The 1970s recession also undermined the gains made by the large number of Puerto Rican workers in New York City. The city's fiscal crisis was resolved with significant cuts in services, and austerity measures that last to this day. The crisis was partly the result of capital flight away from the city in search of low-wage, non-union labor in the U.S. South and Southwest, as well as overseas. As a result, Puerto Rican workers faced the prospect of permanent unemployment and a deteriorating city environment. The manufacturing sector, a principal source of employment for Puerto Ricans, declined dramatically in this period. The service sector grew, but offered professional white collar jobs which were by and large not available to Puerto Rican or black workers with insufficient formal education.
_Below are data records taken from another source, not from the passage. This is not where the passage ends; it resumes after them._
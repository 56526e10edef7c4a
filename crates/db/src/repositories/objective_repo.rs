//! Repository for the `objectives` table.

use sqlx::PgPool;
use tracker_core::types::DbId;

use crate::models::objective::{CreateObjective, Objective, UpdateObjective};

const COLUMNS: &str = "id, theme_id, title, title_ga, description, description_ga, \
                        created_at, updated_at";

/// Provides CRUD operations for objectives.
pub struct ObjectiveRepo;

impl ObjectiveRepo {
    /// Insert a new objective, returning the created row.
    pub async fn create(pool: &PgPool, input: &CreateObjective) -> Result<Objective, sqlx::Error> {
        let query = format!(
            "INSERT INTO objectives (theme_id, title, title_ga, description, description_ga)
             VALUES ($1, $2, $3, $4, $5)
             RETURNING {COLUMNS}"
        );
        sqlx::query_as::<_, Objective>(&query)
            .bind(input.theme_id)
            .bind(&input.title)
            .bind(&input.title_ga)
            .bind(&input.description)
            .bind(&input.description_ga)
            .fetch_one(pool)
            .await
    }

    pub async fn find_by_id(pool: &PgPool, id: DbId) -> Result<Option<Objective>, sqlx::Error> {
        let query = format!("SELECT {COLUMNS} FROM objectives WHERE id = $1");
        sqlx::query_as::<_, Objective>(&query)
            .bind(id)
            .fetch_optional(pool)
            .await
    }

    /// List objectives ordered by title, optionally restricted to one theme.
    pub async fn list(
        pool: &PgPool,
        theme_id: Option<DbId>,
    ) -> Result<Vec<Objective>, sqlx::Error> {
        let query = format!(
            "SELECT {COLUMNS} FROM objectives
             WHERE ($1::BIGINT IS NULL OR theme_id = $1)
             ORDER BY title"
        );
        sqlx::query_as::<_, Objective>(&query)
            .bind(theme_id)
            .fetch_all(pool)
            .await
    }

    /// Update an objective. Only non-`None` fields in `input` are applied.
    pub async fn update(
        pool: &PgPool,
        id: DbId,
        input: &UpdateObjective,
    ) -> Result<Option<Objective>, sqlx::Error> {
        let query = format!(
            "UPDATE objectives SET
                theme_id = COALESCE($2, theme_id),
                title = COALESCE($3, title),
                title_ga = COALESCE($4, title_ga),
                description = COALESCE($5, description),
                description_ga = COALESCE($6, description_ga)
             WHERE id = $1
             RETURNING {COLUMNS}"
        );
        sqlx::query_as::<_, Objective>(&query)
            .bind(id)
            .bind(input.theme_id)
            .bind(&input.title)
            .bind(&input.title_ga)
            .bind(&input.description)
            .bind(&input.description_ga)
            .fetch_optional(pool)
            .await
    }

    /// Delete an objective and (via cascade) its actions.
    pub async fn delete(pool: &PgPool, id: DbId) -> Result<bool, sqlx::Error> {
        let result = sqlx::query("DELETE FROM objectives WHERE id = $1")
            .bind(id)
            .execute(pool)
            .await?;
        Ok(result.rows_affected() > 0)
    }
}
During the 1970s, radical Puerto Rican organizations like the Young Lords Party, El Comite MPI, the Puerto Rican Socialist Party and others helped develop militant trade unionists who fought racism and poverty among Puerto Rican workers. More radical unions developed such like the Health Revolutionary Unity Movement (HRUM). These unions were short lived but helped link the struggle of Puerto Rican workers to that of blacks and other minorities, and to the liberation and labor struggle in Puerto Rico. These efforts also were instrumental in the creation of the Hisp nic Labor Committee to address Latino labor issues in the city, as well as the creation of the Puerto Rican Labor Task Force of the National Congress for Puerto Rican Rights.
In the meantime, Puerto Rican workers managed to find employment in specific segments of the still-growing service sector. Over 25% of health care workers in New York City, for example, are Latinos. The hospital workers Local 1199 has become a leading union within the Puerto Rican community, and powerful municipal unions like the Transport Workers Union (TWU) have elected Puerto Ricans to the highest leadership levels. And while garment manufacturing has declined substantially, the fact that New York remains a world fashion center has kept a significant part of the industry in the city. Many Puerto Ricans and other Latinos have assumed positions of leadership within locals of the two major garment unions, the ILGWU and ACTWU, which recently merged to become UNITE. [See "Unions..." p. 22.]
Still, the transformation of the economy during the 1970s and later in the 1980s resulted in a declining union density, particularly for Puerto Ricans and other Latinos who found themselves underrepresented in the largely unionized public sector. In addition, the fastest growing sectors of New York's economy--finance, insurance and real estate, as well as personal and business services--have been among the least unionized.
Outside of New York City, in the orchards and vegetable farms of New York State and northern New Jersey, efforts to organize Puerto Rican migrant workers have met with success. A union called the Committee in Support of Agricultural Workers (known by its Spanish initials, CATA) has organized about 5,000 workers, and is now recognized by the AFL-CIO and a number of local growers. CATA has been at work since 1979, and its efforts to unionize the hard-to-organize migrant population are finally beginning to pay off.
The challenges are clear, and as the interests of Puerto Ricans, all Latinos, all immigrantsand all workers come together, organizers schooled in years of hard experience will be in a position to meet them head on.